The model shows a highly charged surface, with 24 positively- and 24 negatively-charged residues. In particular, the tertiary structure defines a negatively-charged region including several glutamate and aspartate residues confined to the portion of the molecule involving α-helix A, the nearby loop, the first and last turns of helices E and F, and the C-terminus helices I and J. In addition, there is a lysine-rich N- and C-terminus, in accordance with the basic isoelectric point of CagS. However, these lysine rich unmodelled N- and C-terminal appendages might define some positively-charged brunches playing a potential role in Cag proteins interactions. As mentioned in the case of CagZ, even if to a minor extent, some putative interactions with the other cagPAI components have been detected by a yeast two-hybrid system, involving mainly CagZ and CagM proteins. Another peculiar feature of the molecule is the presence of fourteen methionine residues over a sequence of 199 amino acids, which is an unusually high content compared to other proteins. Four of them, M69, M130, M133, M138, define a cluster in the 3D structure, approximately located in the internal side of the peanut. The results of the crystallographic model of CagS do not show any clear evidence of architectural similarity to other known structures, with the exception of a weak structural homology with the phosphotransfer domain (HPt) of CheA, a histidine protein kinase that controls chemotaxis response in bacteria [26]. This homology is too weak to be considered as providing any clues with respect to protein function. Even a primary sequence alignment with a nonredundant database shows very limited similarities; the one with the best score being that with phosphocholine cytidylyltransferases, comprising rate-limiting enzymes for surfactant phospholipid synthesis.

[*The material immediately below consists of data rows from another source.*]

//! Point accumulation
//!
//! The earning events themselves arrive from outside; this manager only
//! applies validated amounts to the accumulator. No upper bound; the
//! ledger lives elsewhere.

use std::sync::Arc;

use tracing::debug;

use crate::account::mutate_user;
use crate::error::AuthResult;
use crate::store::UserStore;
use crate::user::UserId;

pub struct PointsManager {
	store: Arc<dyn UserStore>,
}

impl PointsManager {
	pub fn new(store: Arc<dyn UserStore>) -> Self {
		Self { store }
	}

	/// Credit points; `amount <= 0` is rejected. Returns the new total.
	pub async fn add_points(&self, user_id: UserId, amount: i64) -> AuthResult<u64> {
		let (user, total) =
			mutate_user(self.store.as_ref(), user_id, |user| user.add_points(amount)).await?;
		debug!(handle = %user.handle, amount, total, "points credited");
		Ok(total)
	}
}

CagQ (cag14/HP0535), CagP (cag15/HP0536)

The products of these two short genes correspond to putative proteins of 126 and 114 amino acids, respectively. They are both predicted to be membrane proteins [27] and they were found not to be necessary for either translocation of CagA or for IL-8 induction in H. pylori 26695 strain [18]. CagP appears to play some role in H. pylori adherence to gastric epithelial cells, in addition to classical adhesins, because mutations in its gene may affect bacterium pathogenicity by reducing either the ability of the bacteria to attach to gastric epithelial cells or the intensity of bacteria–host cell interactions [28].

CagM (cag16/HP0537)

CagM protein is a 43.7 kDa protein, characterized by a putative N-terminal signal sequence, and at least three transmembrane helices can be predicted from the sequence pattern. It has been detected in the membrane-bound fractions isolated from both in vivo (from gastric patients isolates) and in vitro H. pylori cultures by 2D-electrophoresis and MS studies [16,29]. In particular, the results of the 2D differential in-gel electrophoresis analysis performed by Busler et al. [16] is suggestive of an N-terminal processing as hypothesized by the predictions.

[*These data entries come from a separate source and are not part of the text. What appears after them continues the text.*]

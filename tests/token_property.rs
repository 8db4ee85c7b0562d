//! Codec properties over generated claim sets

use chrono::Utc;
use mentora_auth::token::codec::{TokenCodec, TokenError};
use mentora_auth::token::{TokenClaims, TokenKind};
use proptest::prelude::*;
use uuid::Uuid;

const SECRET: &str = "a-string-secret-at-least-256-bits-long";

prop_compose! {
	fn arb_claims()(
		name in "[A-Za-z0-9 ]{1,20}",
		email in proptest::option::of("[a-z]{1,10}@example\\.com"),
		contact_id in proptest::option::of("@[a-z]{1,10}"),
		roles in prop::collection::vec("(USER|ADVISOR|MANAGER|MASTER)", 1..3),
		ttl_secs in 1i64..86_400,
		is_refresh in any::<bool>(),
	) -> TokenClaims {
		let now = Utc::now().timestamp();
		TokenClaims {
			sub: Uuid::new_v4().to_string(),
			jti: Uuid::new_v4().to_string(),
			name,
			email,
			contact_id,
			roles,
			kind: if is_refresh { TokenKind::Refresh } else { TokenKind::Access },
			iat: now,
			exp: now + ttl_secs,
		}
	}
}

proptest! {
	#[test]
	fn round_trip_preserves_claims(claims in arb_claims()) {
		let codec = TokenCodec::new(SECRET);
		let token = codec.issue(&claims).unwrap();
		let parsed = codec.parse(&token).unwrap();
		prop_assert_eq!(parsed, claims);
	}

	#[test]
	fn foreign_secret_never_verifies(claims in arb_claims(), secret in "[a-z0-9]{32,48}") {
		let codec = TokenCodec::new(SECRET);
		let token = codec.issue(&claims).unwrap();

		// The generated alphabet cannot produce SECRET (no hyphens).
		let other = TokenCodec::new(&secret);
		prop_assert_eq!(other.parse(&token), Err(TokenError::InvalidSignature));
	}

	#[test]
	fn expired_claims_always_rejected(claims in arb_claims(), age_secs in 1i64..86_400) {
		let mut claims = claims;
		claims.exp = Utc::now().timestamp() - age_secs;
		claims.iat = claims.exp - 60;

		let codec = TokenCodec::new(SECRET);
		let token = codec.issue(&claims).unwrap();
		prop_assert_eq!(codec.parse(&token), Err(TokenError::Expired));
	}

	#[test]
	fn spliced_tokens_are_rejected(a in arb_claims(), b in arb_claims()) {
		let codec = TokenCodec::new(SECRET);
		let token_a = codec.issue(&a).unwrap();
		let token_b = codec.issue(&b).unwrap();

		// Payload of one token under the signature of another.
		let parts_a: Vec<&str> = token_a.split('.').collect();
		let parts_b: Vec<&str> = token_b.split('.').collect();
		let forged = format!("{}.{}.{}", parts_a[0], parts_b[1], parts_a[2]);
		prop_assert!(codec.parse(&forged).is_err());
	}
}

Systematic mutagenesis analysis clearly showed that ΔcagM mutants are neither able to produce an efficient CagA translocation, nor to release peptidoglycan degradation fragments [13,18,30], thus suggesting an essential role for the cagM gene product. By using a reporter assay in human gastric cancer cells, CagM (along with cagPAI coded protein, CagL) has also been demonstrated to promote the activation of nuclear factor-κB.

More recent experiments with ΔcagE, ΔcagM and ΔcagA isogenic mutant strains of H. pylori provided preliminary evidence that these genes could be involved in the repression of the gene coding for the catalytic subunit of a human gastric H/K-ATPase {{ 770 Saha,A. 2008;}}. Generally, this effect might be stimulated by a functional Cag-T4SS, allowing H. pylori to inhibit acid secretion by gastric cells and induce episodes of transient hypochlorhydria that facilitate bacterial colonization. Evidence for protein–protein interactions involving CagM has been observed by yeast two-hybrid analysis. In such experiments, CagM was found to form complexes with many other Cag proteins both belonging to the core apparatus, including CagX, CagY, CagT, CagV and Cagδ, as well as other Cag components such as the ATPase CagE, CagF, CagG, CagZ and CagS [16]. In a different study employing a similar approach, interactions with CagX and partial interactions with CagT were confirmed, whereas those with CagF and CagY were not [17]. Furthermore, both studies identified a clear tendency for CagM to associate, forming homotypic oligomers. An analogous behaviour was observed when we purified a recombinant CagM construct expressed in E. coli for structural studies. Oligomers composed of five to six subunits were isolated and partially characterized by gel filtration and preliminary electron microscopy analysis (L. Cendron, unpublished results).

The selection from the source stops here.